Segundo a interpretação de autores cristãos, o sinal de Caná contém, além disso, um profundo significado eucarístico. Realizando-o na proximidade da Festa da Páscoa judaica, Jesus manifesta, como na multiplicação dos pães, a intenção de preparar o verdadeiro banquete pascal, a Eucaristia. Esse desejo, nas bodas de Caná, parece sublinhado ainda mais pela presença do vinho, que alude ao sangue da Nova aliança, e pelo contexto de um banquete. Desse modo, Maria, depois de ter estado na origem da presença de Jesus na festa de Caná, obtém o milagre do vinho novo, que prefigura a Eucaristia, sinal supremo da presença do seu Filho ressuscitado entre os discípulos.
No final da narração do primeiro sinal de Jesus, que se tornou possível pela fé sólida da Maria no seu divino Filho, o evangelista conclui: “Seus discípulos acreditaram n’Ele”. Em Caná Maria inicia o caminho da fé da Igreja, precedendo os discípulos e orientando para Cristo a atenção dos servos. Sua perseverante intercessão também encoraja aqueles que às vezes se encontram diante da experiência do “silêncio de Deus”. Eles são convidados a esperar para além de toda a esperança, confiando sempre na bondade do Senhor.
Essa dimensão mariana da vida cristã na Igreja e na família assume um relevo particular no que respeita à mulher e à condição feminina. Com efeito, a figura de Mara de Nazaré projeta luz sobre a mulher enquanto tal, pelo fato exatamente de Deus, no sublime acontecimento da Encarnação do Filho, se ter confiado aos bons préstimos, livres e ativos, da mulher. Pode-se, portanto, afirmar que a mulher, olhando para Maria, nela encontrará o segredo para viver dignamente sua feminilidade e levar a efeito a sua verdadeira promoção.
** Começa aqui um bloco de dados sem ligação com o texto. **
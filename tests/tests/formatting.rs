//! Formatting integration tests.

use numerus_tests::prelude::*;
use pretty_assertions::assert_eq;

mod canonical_output {
    use super::*;
    use pretty_assertions::assert_eq;

    #[test]
    fn test_zero_formats_as_n() {
        assert_eq!(to_roman(0).unwrap(), "N");
        assert_eq!(Numeral::new(0).to_roman().unwrap(), "N");
    }

    #[test]
    fn test_greedy_table_coverage() {
        let expected = [
            (1, "I"),
            (4, "IV"),
            (5, "V"),
            (9, "IX"),
            (10, "X"),
            (40, "XL"),
            (50, "L"),
            (90, "XC"),
            (100, "C"),
            (400, "CD"),
            (500, "D"),
            (900, "CM"),
            (1000, "M"),
        ];
        for (value, text) in expected {
            assert_eq!(to_roman(value).unwrap(), text, "formatting {}", value);
        }
    }

    #[test]
    fn test_never_emits_additive_forms() {
        assert_eq!(to_roman(4).unwrap(), "IV");
        assert_eq!(to_roman(1100).unwrap(), "MC");
        assert_eq!(to_roman(2000).unwrap(), "MM");
        assert_eq!(to_roman(999).unwrap(), "CMXCIX");
    }

    #[test]
    fn test_formatting_is_idempotent() {
        for value in [0, 1, 444, 1443, 3999] {
            assert_eq!(to_roman(value).unwrap(), to_roman(value).unwrap());
        }
    }
}

mod negative_values {
    use super::*;
    use pretty_assertions::assert_eq;

    #[test]
    fn test_negative_fails_with_dedicated_error() {
        assert_eq!(to_roman(-1), Err(FormatError::NegativeValue(-1)));
        assert_eq!(
            Numeral::new(-1443).to_roman(),
            Err(FormatError::NegativeValue(-1443))
        );
    }

    #[test]
    fn test_negative_error_message_names_the_value() {
        let msg = to_roman(-7).unwrap_err().to_string();
        assert!(msg.contains("-7"));
    }
}

mod round_trip {
    use super::*;
    use pretty_assertions::assert_eq;

    #[test]
    fn test_parse_of_format_is_identity() {
        for value in 0..=4000 {
            let text = to_roman(value).unwrap();
            assert_eq!(
                parse(&text).unwrap().value(),
                value,
                "round-tripping {} via {}",
                value,
                text
            );
        }
    }

    #[test]
    fn test_format_of_parse_canonicalizes() {
        // Additive spellings parse but re-format canonically.
        for (input, canonical) in [("IIII", "IV"), ("MC", "MC"), ("VIIII", "IX")] {
            let value = parse(input).unwrap();
            assert_eq!(value.to_roman().unwrap(), canonical);
        }
    }
}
À luz de Maria, a Igreja lê no rosto da mulher os reflexos de uma beleza, que é espelho dos mais elevados sentimentos que o coração humano pode acolher: a totalidade do dom de si no amor; a força que é capaz de resistir aos grandes sofrimentos; a fidelidade sem limites, a operosidade incansável e a capacidade de conjugar a intuição penetrante com a palavra de apoio e encorajamento.
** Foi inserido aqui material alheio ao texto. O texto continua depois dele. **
//! Classification codes - machine-readable failure categories.
//!
//! A classification code is an opaque string naming what kind of failure
//! occurred (`not_found`, `conflict`, ...). Callers branch on codes instead of
//! matching on message text.
//!
//! # Open Set
//!
//! The built-in codes live in [`definitions`](crate::definitions), but the set
//! is deliberately open: any string is a legal code. Every lookup that
//! consumes a code (status mapping, rendering) must have a fallback path for
//! codes it does not recognize. Nothing in this crate rejects a code.
//!
//! The empty string is the zero value and means "unclassified".
//!
//! # Allocation
//!
//! Codes are backed by `Cow<'static, str>`, so the built-in constants and any
//! code made from a string literal never allocate. Runtime codes (read from
//! configuration, a remote peer, etc.) own their text.
//!
//! # Example
//!
//! ```rust
//! use classified_errors::{ClassificationCode, definitions};
//!
//! let custom = ClassificationCode::new("rate_limited");
//! assert!(!custom.is_builtin());
//! assert!(definitions::NOT_FOUND.is_builtin());
//! assert!(ClassificationCode::UNCLASSIFIED.is_unclassified());
//! ```

use serde::{Deserialize, Serialize};
use std::borrow::Cow;
use std::fmt;

// ============================================================================
// Classification Code (Open Identity)
// ============================================================================

/// A string-backed failure category.
///
/// Equality, ordering and hashing all compare the code text, so a code built
/// at runtime from `"not_found"` is equal to [`definitions::NOT_FOUND`](crate::definitions::NOT_FOUND).
#[derive(Debug, Clone, Default, PartialEq, Eq, Hash, PartialOrd, Ord, Serialize, Deserialize)]
#[serde(transparent)]
pub struct ClassificationCode(Cow<'static, str>);

impl ClassificationCode {
    /// The zero value: no classification.
    pub const UNCLASSIFIED: Self = Self(Cow::Borrowed(""));

    /// Create a code from a string literal. Usable in const contexts.
    #[inline]
    pub const fn from_static(code: &'static str) -> Self {
        Self(Cow::Borrowed(code))
    }

    /// Create a code from any string. Never fails; unknown codes are legal.
    #[inline]
    pub fn new(code: impl Into<Cow<'static, str>>) -> Self {
        Self(code.into())
    }

    /// The code text. Empty when unclassified.
    #[inline]
    pub fn as_str(&self) -> &str {
        self.0.as_ref()
    }

    /// True for the zero value.
    #[inline]
    pub fn is_unclassified(&self) -> bool {
        self.0.is_empty()
    }

    /// The built-in definition for this code, if it is one of the built-ins.
    #[inline]
    pub fn builtin(&self) -> Option<&'static BuiltinCode> {
        crate::definitions::BUILTIN
            .iter()
            .find(|entry| entry.code() == self)
    }

    /// True if this code is part of the built-in set.
    #[inline]
    pub fn is_builtin(&self) -> bool {
        self.builtin().is_some()
    }
}

impl fmt::Display for ClassificationCode {
    fn fmt(&self, f: &mut fmt::Formatter<'_>) -> fmt::Result {
        f.write_str(self.as_str())
    }
}

impl AsRef<str> for ClassificationCode {
    fn as_ref(&self) -> &str {
        self.as_str()
    }
}

impl From<&'static str> for ClassificationCode {
    fn from(code: &'static str) -> Self {
        Self::from_static(code)
    }
}

impl From<String> for ClassificationCode {
    fn from(code: String) -> Self {
        Self(Cow::Owned(code))
    }
}

impl From<Cow<'static, str>> for ClassificationCode {
    fn from(code: Cow<'static, str>) -> Self {
        Self(code)
    }
}

impl PartialEq<str> for ClassificationCode {
    fn eq(&self, other: &str) -> bool {
        self.as_str() == other
    }
}

impl PartialEq<&str> for ClassificationCode {
    fn eq(&self, other: &&str) -> bool {
        self.as_str() == *other
    }
}

// ============================================================================
// Built-in Definitions
// ============================================================================

/// A built-in code paired with its canonical transport status.
///
/// Instances only exist inside [`definitions::BUILTIN`](crate::definitions::BUILTIN).
#[derive(Debug, PartialEq, Eq)]
pub struct BuiltinCode {
    code: ClassificationCode,
    status: u16,
}

impl BuiltinCode {
    #[doc(hidden)]
    pub const fn __internal_new(code: ClassificationCode, status: u16) -> Self {
        Self { code, status }
    }

    /// The classification code.
    #[inline]
    pub const fn code(&self) -> &ClassificationCode {
        &self.code
    }

    /// Canonical transport status for this code.
    #[inline]
    pub const fn status(&self) -> u16 {
        self.status
    }
}

/// Define built-in classification codes together with their canonical status.
///
/// Expands to one `pub const` per code plus a `BUILTIN` table listing them
/// in declaration order.
///
/// ```rust,ignore
/// define_classification_codes! {
///     NOT_FOUND = ("not_found", 404),
///     CONFLICT  = ("conflict", 409),
/// }
/// ```
#[macro_export]
macro_rules! define_classification_codes {
    ($($name:ident = ($code:literal, $status:literal)),+ $(,)?) => {
        $(
            #[doc = concat!("Built-in classification `", $code, "` (status ", stringify!($status), ").")]
            pub const $name: $crate::ClassificationCode =
                $crate::ClassificationCode::from_static($code);
        )+

        /// Every built-in code with its canonical status, in declaration order.
        pub const BUILTIN: &[$crate::BuiltinCode] = &[
            $( $crate::BuiltinCode::__internal_new($name, $status), )+
        ];
    };
}

// ============================================================================
// Tests
// ============================================================================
Nesta oportunidade, quero agradecer aos agentes da pastoral familiar pelo valioso serviço que realizam em favor da família, do jeito que ela se encontra na atualidade, com suas virtudes e defeitos, com seus êxitos e fracassos, com suas aspirações e frustrações, e desejar-lhes fidelidade, perseverança e êxito na evangelização da família.